Stability and balance

After a 4-week intervention, static stability assessed by the UHBE was improved to a greater extent for both sides in the experimental group compared to the control group. This finding indicates that diaphragm training can lead to improved static stability. In agreement with our results, Stephens et al. (2017) also found improvement in static balance after an eight-week training intervention comprising diaphragmatic breathing in healthy individuals.

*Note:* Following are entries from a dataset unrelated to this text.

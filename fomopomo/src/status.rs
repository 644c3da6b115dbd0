//! Status updates published by the tracker on every start and pause.
//!
//! Delivery is synchronous and fire-and-forget: the tracker never retries
//! or buffers, so a sink that talks to a remote service owns its own
//! failure handling.

use std::sync::Arc;

use chrono::{DateTime, SecondsFormat, Utc};
use serde::Serialize;
use tracing::info;

#[derive(Debug, Clone, Copy, PartialEq, Eq, Serialize)]
#[serde(rename_all = "lowercase")]
pub enum Status {
    Studying,
    Paused,
}

/// A single status change.
///
/// `started_at` is only set for [`Status::Studying`] and `elapsed_seconds`
/// only for [`Status::Paused`].
#[derive(Debug, Clone, PartialEq, Eq, Serialize)]
#[serde(rename_all = "camelCase")]
pub struct StatusUpdate {
    pub status: Status,
    #[serde(skip_serializing_if = "Option::is_none")]
    pub current_task: Option<String>,
    #[serde(skip_serializing_if = "Option::is_none")]
    pub started_at: Option<DateTime<Utc>>,
    #[serde(skip_serializing_if = "Option::is_none")]
    pub elapsed_seconds: Option<u64>,
}

impl StatusUpdate {
    pub fn studying(current_task: Option<String>, started_at: DateTime<Utc>) -> StatusUpdate {
        StatusUpdate {
            status: Status::Studying,
            current_task,
            started_at: Some(started_at),
            elapsed_seconds: None,
        }
    }

    pub fn paused(current_task: Option<String>, elapsed_seconds: u64) -> StatusUpdate {
        StatusUpdate {
            status: Status::Paused,
            current_task,
            started_at: None,
            elapsed_seconds: Some(elapsed_seconds),
        }
    }

    /// The start instant as an ISO-8601 string with millisecond precision.
    pub fn started_at_iso(&self) -> Option<String> {
        self.started_at
            .map(|started_at| started_at.to_rfc3339_opts(SecondsFormat::Millis, true))
    }
}

/// Receives the tracker's studying/paused notifications.
#[cfg_attr(test, mockall::automock)]
pub trait StatusSink: Send + Sync {
    fn publish(&self, update: StatusUpdate);
}

impl<S: StatusSink + ?Sized> StatusSink for Arc<S> {
    fn publish(&self, update: StatusUpdate) {
        (**self).publish(update)
    }
}

impl<S: StatusSink + ?Sized> StatusSink for &S {
    fn publish(&self, update: StatusUpdate) {
        (**self).publish(update)
    }
}

/// Discards every update.
#[derive(Debug, Default, Clone, Copy)]
pub struct NoopSink;

impl StatusSink for NoopSink {
    fn publish(&self, _update: StatusUpdate) {}
}

/// Logs every update as a `tracing` event.
#[derive(Debug, Default, Clone, Copy)]
pub struct TracingSink;

impl StatusSink for TracingSink {
    fn publish(&self, update: StatusUpdate) {
        info!(
            status = ?update.status,
            task = update.current_task.as_deref().unwrap_or("-"),
            started_at = update.started_at_iso().as_deref().unwrap_or("-"),
            elapsed_seconds = update.elapsed_seconds,
            "focus status changed"
        );
    }
}

/// Adapts a closure into a [`StatusSink`].
pub struct FnSink<F>(F);

/// Creates a [`StatusSink`] that forwards every update to `f`.
pub fn from_fn<F>(f: F) -> FnSink<F>
where
    F: Fn(StatusUpdate) + Send + Sync,
{
    FnSink(f)
}

impl<F> StatusSink for FnSink<F>
where
    F: Fn(StatusUpdate) + Send + Sync,
{
    fn publish(&self, update: StatusUpdate) {
        (self.0)(update)
    }
}
//! The authoritative game: board, bag, both players, and turn order.

use std::mem;

use board_game_traits::{Color, GameResult};
use log::{debug, info, warn};
use rand::rngs::StdRng;
use rand::SeedableRng;
use thiserror::Error;

use crate::bag::Bag;
use crate::command::{Command, CommandSink, RecordedTurn};
use crate::hand::HandError;
use crate::play_move::PlayMove;
use crate::player::Player;
use crate::position::{Board, Direction, SharedDictionary, Square, Tile, BLANK, RACK_SIZE};

/// The game ends after this many turns in a row without points.
pub const MAX_SCORELESS_TURNS: u8 = 6;

#[derive(Debug, Clone, PartialEq, Eq, Error)]
pub enum GameError {
    #[error("the game is already over")]
    GameOver,
    #[error("{0} is not a legal play")]
    IllegalPlay(String),
    #[error("queued removals {queued} don't match the tiles played, {played}")]
    RemovalMismatch { queued: String, played: String },
    #[error("can't exchange with {0} tiles left in the bag")]
    BagTooSmall(usize),
    #[error(transparent)]
    Hand(#[from] HandError),
}

/// Everything a turn changes. Undo and redo swap whole snapshots of it.
#[derive(Clone, Debug)]
struct GameState {
    board: Board,
    bag: Bag,
    players: [Player; 2],
    side_to_move: Color,
    scoreless_turns: u8,
    result: Option<GameResult>,
    moves: Vec<Command>,
}

/// A two player game. White moves first.
pub struct Game {
    state: GameState,
    undo_stack: Vec<GameState>,
    redo_stack: Vec<GameState>,
    pending_removals: Vec<char>,
    rng: StdRng,
}

fn seat(color: Color) -> usize {
    match color {
        Color::White => 0,
        Color::Black => 1,
    }
}

/// Letters that select the same rack tile compare equal.
fn rack_key(letter: char) -> char {
    if letter == BLANK || letter.is_ascii_lowercase() {
        BLANK
    } else {
        letter
    }
}

fn sorted_rack_keys(letters: &[char]) -> Vec<char> {
    let mut keys: Vec<char> = letters.iter().copied().map(rack_key).collect();
    keys.sort_unstable();
    keys
}

impl Game {
    /// Start a game with a freshly shuffled standard bag.
    pub fn new(dictionary: SharedDictionary, players: [Player; 2], seed: u64) -> Result<Self, GameError> {
        let mut rng = StdRng::seed_from_u64(seed);
        let bag = Bag::standard(&mut rng);
        Self::start(dictionary, players, bag, rng)
    }

    /// Start a game drawing from a prepared bag. Racks are dealt White first.
    pub fn with_bag(
        dictionary: SharedDictionary,
        players: [Player; 2],
        bag: Bag,
        seed: u64,
    ) -> Result<Self, GameError> {
        Self::start(dictionary, players, bag, StdRng::seed_from_u64(seed))
    }

    fn start(
        dictionary: SharedDictionary,
        mut players: [Player; 2],
        mut bag: Bag,
        rng: StdRng,
    ) -> Result<Self, GameError> {
        for player in players.iter_mut() {
            player.initialize_hand(&bag.draw(RACK_SIZE))?;
        }
        players[0].set_active(true);
        players[1].set_active(false);
        Ok(Game {
            state: GameState {
                board: Board::new(dictionary),
                bag,
                players,
                side_to_move: Color::White,
                scoreless_turns: 0,
                result: None,
                moves: vec![],
            },
            undo_stack: vec![],
            redo_stack: vec![],
            pending_removals: vec![],
            rng,
        })
    }

    pub fn board(&self) -> &Board {
        &self.state.board
    }

    pub fn bag(&self) -> &Bag {
        &self.state.bag
    }

    pub fn player(&self, color: Color) -> &Player {
        &self.state.players[seat(color)]
    }

    pub fn side_to_move(&self) -> Color {
        self.state.side_to_move
    }

    pub fn scoreless_turns(&self) -> u8 {
        self.state.scoreless_turns
    }

    /// Turn-ending commands played so far
    pub fn moves(&self) -> &[Command] {
        &self.state.moves
    }

    pub fn game_result(&self) -> Option<GameResult> {
        self.state.result
    }

    /// Letters queued through `remove_letter_from_hand` that the next play will consume
    pub fn pending_removals(&self) -> &[char] {
        &self.pending_removals
    }

    /// Apply a command for the side to move.
    ///
    /// A rejected command leaves the game unchanged. Every command except
    /// `Shuffle` passes the turn.
    pub fn process(&mut self, command: Command) -> Result<(), GameError> {
        if self.state.result.is_some() {
            self.pending_removals.clear();
            return Err(GameError::GameOver);
        }
        let before = self.state.clone();
        let removals = mem::take(&mut self.pending_removals);

        let outcome = match &command {
            Command::Play {
                letters,
                square,
                direction,
            } => self.play(letters, *square, *direction, &removals),
            Command::Pass => Ok(0),
            Command::Exchange(letters) => self.exchange(letters).map(|()| 0),
            Command::Shuffle => {
                let rng = &mut self.rng;
                self.state.players[seat(self.state.side_to_move)].shuffle(rng);
                Ok(0)
            }
        };

        let points = match outcome {
            Ok(points) => points,
            Err(err) => {
                self.state = before;
                return Err(err);
            }
        };
        if command.ends_turn() {
            self.undo_stack.push(before);
            self.redo_stack.clear();
            self.state.moves.push(command);
            self.end_turn(points);
        }
        Ok(())
    }

    fn play(
        &mut self,
        letters: &str,
        start: Square,
        direction: Direction,
        removals: &[char],
    ) -> Result<u32, GameError> {
        let state = &mut self.state;
        let illegal = || GameError::IllegalPlay(format!("{} {}", letters, start.to_oriented_string(direction)));

        // Letters passing over an equal tile on the board don't come from the rack
        let mut tiles = Vec::with_capacity(letters.len());
        let mut consumed = vec![];
        for (i, letter) in letters.chars().enumerate() {
            let face = letter.to_ascii_uppercase();
            let existing = start
                .jump(direction, i)
                .and_then(|square| state.board.occupant(square));
            match existing {
                Some(tile) if tile.letter() == face => tiles.push(tile),
                _ => {
                    consumed.push(letter);
                    let tile = if letter.is_ascii_lowercase() {
                        Tile::blank().bind(letter)
                    } else {
                        Tile::standard(letter)
                    };
                    tiles.push(tile.ok_or_else(illegal)?);
                }
            }
        }

        let to_remove = if removals.is_empty() {
            consumed.clone()
        } else {
            removals.to_vec()
        };
        if sorted_rack_keys(&to_remove) != sorted_rack_keys(&consumed) {
            warn!(
                "Removals {:?} queued for a play consuming {:?}",
                to_remove, consumed
            );
            return Err(GameError::RemovalMismatch {
                queued: to_remove.iter().collect(),
                played: consumed.iter().collect(),
            });
        }

        let player = &mut state.players[seat(state.side_to_move)];
        player.hand_mut().clear_history();
        player.hand_mut().remove_letters(&to_remove, true)?;

        let mut play_move = PlayMove::new(start, &tiles, &mut state.board, direction);
        if !(play_move.place_tile() && play_move.check_word()) {
            drop(play_move);
            player.roll_back();
            return Err(illegal());
        }
        let (placement, score) = match play_move.commit() {
            Some(committed) => committed,
            None => {
                player.roll_back();
                return Err(illegal());
            }
        };

        player.add_points(score as i32);
        let drawn = state.bag.draw(placement.len());
        player.hand_mut().add_tiles(&drawn, false)?;
        player.hand_mut().clear_history();
        info!(
            "Player {} played {} at {} for {} points",
            player.number(),
            letters,
            start.to_oriented_string(direction),
            score
        );
        Ok(score)
    }

    fn exchange(&mut self, letters: &[char]) -> Result<(), GameError> {
        let state = &mut self.state;
        if state.bag.len() < RACK_SIZE {
            return Err(GameError::BagTooSmall(state.bag.len()));
        }
        let player = &mut state.players[seat(state.side_to_move)];
        player.exchange(letters, &mut state.bag, &mut self.rng)?;
        player.hand_mut().clear_history();
        Ok(())
    }

    fn end_turn(&mut self, points: u32) {
        let state = &mut self.state;
        if points > 0 {
            state.scoreless_turns = 0;
        } else {
            state.scoreless_turns += 1;
        }

        let mover = seat(state.side_to_move);
        if state.bag.is_empty() && state.players[mover].hand().is_empty() {
            self.finish(Some(mover));
        } else if state.scoreless_turns >= MAX_SCORELESS_TURNS {
            self.finish(None);
        } else {
            state.players[mover].set_active(false);
            state.side_to_move = !state.side_to_move;
            state.players[seat(state.side_to_move)].set_active(true);
        }
    }

    /// Subtract what is left on each rack. A player who went out gains the opponent's remainder.
    fn finish(&mut self, went_out: Option<usize>) {
        let state = &mut self.state;
        let remainders: Vec<i32> = state
            .players
            .iter()
            .map(|player| player.hand().total_points() as i32)
            .collect();
        for (i, player) in state.players.iter_mut().enumerate() {
            player.add_points(-remainders[i]);
            player.set_active(false);
        }
        if let Some(winner) = went_out {
            let bonus: i32 = remainders.iter().sum();
            state.players[winner].add_points(bonus);
        }

        let (white, black) = (state.players[0].points(), state.players[1].points());
        let result = if white > black {
            GameResult::WhiteWin
        } else if black > white {
            GameResult::BlackWin
        } else {
            GameResult::Draw
        };
        info!("Game over, {} to {}: {:?}", white, black, result);
        state.result = Some(result);
    }

    /// If the side to move is automated, let it search the board and apply its turn.
    ///
    /// Returns the command it played, or `None` for a human player.
    pub fn play_automated_turn(&mut self) -> Result<Option<Command>, GameError> {
        if self.state.result.is_some() {
            return Err(GameError::GameOver);
        }
        let GameState { board, players, side_to_move, .. } = &mut self.state;
        let Some(turn) = players[seat(*side_to_move)].supply_turn(board) else {
            return Ok(None);
        };
        let command = turn.commands.last().cloned();
        self.apply_turn(turn)?;
        Ok(command)
    }

    /// Apply a turn recorded through the command boundary.
    pub fn apply_turn(&mut self, turn: RecordedTurn) -> Result<(), GameError> {
        debug!(
            "Applying {} removals and {} commands",
            turn.removals.len(),
            turn.commands.len()
        );
        self.pending_removals = turn.removals;
        for command in turn.commands {
            self.process(command)?;
        }
        Ok(())
    }

    /// Take back the last turn. Returns false if there is nothing to take back.
    pub fn undo(&mut self) -> bool {
        self.pending_removals.clear();
        match self.undo_stack.pop() {
            Some(previous) => {
                let current = mem::replace(&mut self.state, previous);
                self.redo_stack.push(current);
                true
            }
            None => false,
        }
    }

    /// Replay the last undone turn. Returns false if there is nothing to redo.
    pub fn redo(&mut self) -> bool {
        self.pending_removals.clear();
        match self.redo_stack.pop() {
            Some(next) => {
                let current = mem::replace(&mut self.state, next);
                self.undo_stack.push(current);
                true
            }
            None => false,
        }
    }
}

impl CommandSink for Game {
    fn remove_letter_from_hand(&mut self, letter: char) {
        self.pending_removals.push(letter);
    }

    fn process_command(&mut self, command: Command) {
        let notation = command.to_string();
        if let Err(err) = self.process(command) {
            warn!("Rejected \"{}\": {}", notation, err);
        }
    }
}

The diaphragm is considered as one of the deep trunk muscles that stabilize the trunk and spine during activities of upper and lower limbs, especially sports activities [17]. Increasing the stability of the trunk may consequently improve a person’s balance. Importantly, regarding the dynamic balance assessed by the SEBT, greater improvements were found in the experimental group (especially for the right side) compared to the control group. This finding could result from the effects of diaphragm training because it may positively affect intra-abdominal pressure, abdominal endurance, and movement efficiency, which, in turn, might have improved dynamic balance performance in the experimental group [45]. In addition, diaphragm training may enhance the activity of other deep trunk muscles; for example, Cho (2019) showed crocodile breathing is a good method to improve the multifidus muscle activity in patients with LBP [46]. Improving the trunk’s stability and more stability in the waist and pelvis can lead to improved balance in the lower limbs and even upper limb movements.

Limitations

Some limitations should be considered while interpreting the findings of this study. A lack of a group with only diaphragm training was a major limitation. In addition, the sample of amateur athletes with CLBP limits the generalizability of the results to other groups and non-athlete patients. Another limitation was the possibility of unblinded examiner bias. A lack of follow-up assessment was another limitation. Moreover, we did not examine the test-retest reliability of the tests used in this study. Therefore, future studies are needed to investigate diaphragm training effects alone and with follow-up in different sample populations.

Conclusions

In conclusion, this study suggests that diaphragm training plus TENS for 12 sessions can improve pain level, static stability, and dynamic balance to a greater extent than TENS alone in amateur athletes with nonspecific CLBP. There was also a trend of a larger improvement in function following a combination of diaphragm training and TENS, albeit not statistically significant. Therefore, it seems beneficial to add diaphragm training to the rehabilitation program for athletes with nonspecific CLBP.